DIRECTIONS FOR THIS TASK:
Please find the lines in the following records that hold "into", and copy them.

• • • • •

//! Chess piece representation.

use crate::{Color, Square};
use serde::{Deserialize, Serialize};

/// The six kinds of chess pieces.
#[derive(Debug, Clone, Copy, PartialEq, Eq, Hash, Serialize, Deserialize)]
#[serde(rename_all = "lowercase")]
#[repr(u8)]
pub enum PieceKind {
    Pawn = 0,
    Knight = 1,
    Bishop = 2,
    Rook = 3,
    Queen = 4,
    King = 5,
}

impl PieceKind {
    /// Kinds a pawn may promote to, strongest first.
    pub const PROMOTIONS: [PieceKind; 4] = [
        PieceKind::Queen,
        PieceKind::Rook,
        PieceKind::Bishop,
        PieceKind::Knight,
    ];

    /// Lowercase letter for this kind.
    pub const fn letter(self) -> char {
        match self {
            PieceKind::Pawn => 'p',
            PieceKind::Knight => 'n',
            PieceKind::Bishop => 'b',
            PieceKind::Rook => 'r',
            PieceKind::Queen => 'q',
            PieceKind::King => 'k',
        }
    }

    /// Parses a letter of either case into a kind.
    pub const fn from_letter(c: char) -> Option<Self> {
        match c.to_ascii_lowercase() {
            'p' => Some(PieceKind::Pawn),
            'n' => Some(PieceKind::Knight),
            'b' => Some(PieceKind::Bishop),
            'r' => Some(PieceKind::Rook),
            'q' => Some(PieceKind::Queen),
            'k' => Some(PieceKind::King),
            _ => None,
        }
    }

    /// Returns true if a pawn may promote to this kind.
    #[inline]
    pub const fn is_promotion_target(self) -> bool {
        !matches!(self, PieceKind::Pawn | PieceKind::King)
    }
}

impl std::fmt::Display for PieceKind {
    fn fmt(&self, f: &mut std::fmt::Formatter<'_>) -> std::fmt::Result {
        let name = match self {
            PieceKind::Pawn => "Pawn",
            PieceKind::Knight => "Knight",
            PieceKind::Bishop => "Bishop",
            PieceKind::Rook => "Rook",
            PieceKind::Queen => "Queen",
            PieceKind::King => "King",
        };
        write!(f, "{}", name)
    }
}

/// A piece standing on the board.
///
/// The stored square always names the board cell that holds the piece; the
/// board is the only place that moves pieces around.
#[derive(Debug, Clone, Copy, PartialEq, Eq, Hash)]
pub struct Piece {
    pub kind: PieceKind,
    pub color: Color,
    pub square: Square,
}

impl Piece {
    #[inline]
    pub const fn new(kind: PieceKind, color: Color, square: Square) -> Self {
        Piece {
            kind,
            color,
            square,
        }
    }

    /// Single-character code: uppercase for White, lowercase for Black.
    pub const fn code(self) -> char {
        code_for(self.kind, self.color)
    }

    /// Parses a single-character code into kind and color.
    pub const fn from_code(c: char) -> Option<(PieceKind, Color)> {
        let color = if c.is_ascii_uppercase() {
            Color::White
        } else {
            Color::Black
        };
        match PieceKind::from_letter(c) {
            Some(kind) => Some((kind, color)),
            None => None,
        }
    }
}

/// Code for a kind and color without a square.
pub const fn code_for(kind: PieceKind, color: Color) -> char {
    let c = kind.letter();
    match color {
        Color::White => c.to_ascii_uppercase(),
        Color::Black => c,
    }
}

• • • • •

EXERCISE ANSWER:
    /// Parses a letter of either case into a kind.
    /// Parses a single-character code into kind and color.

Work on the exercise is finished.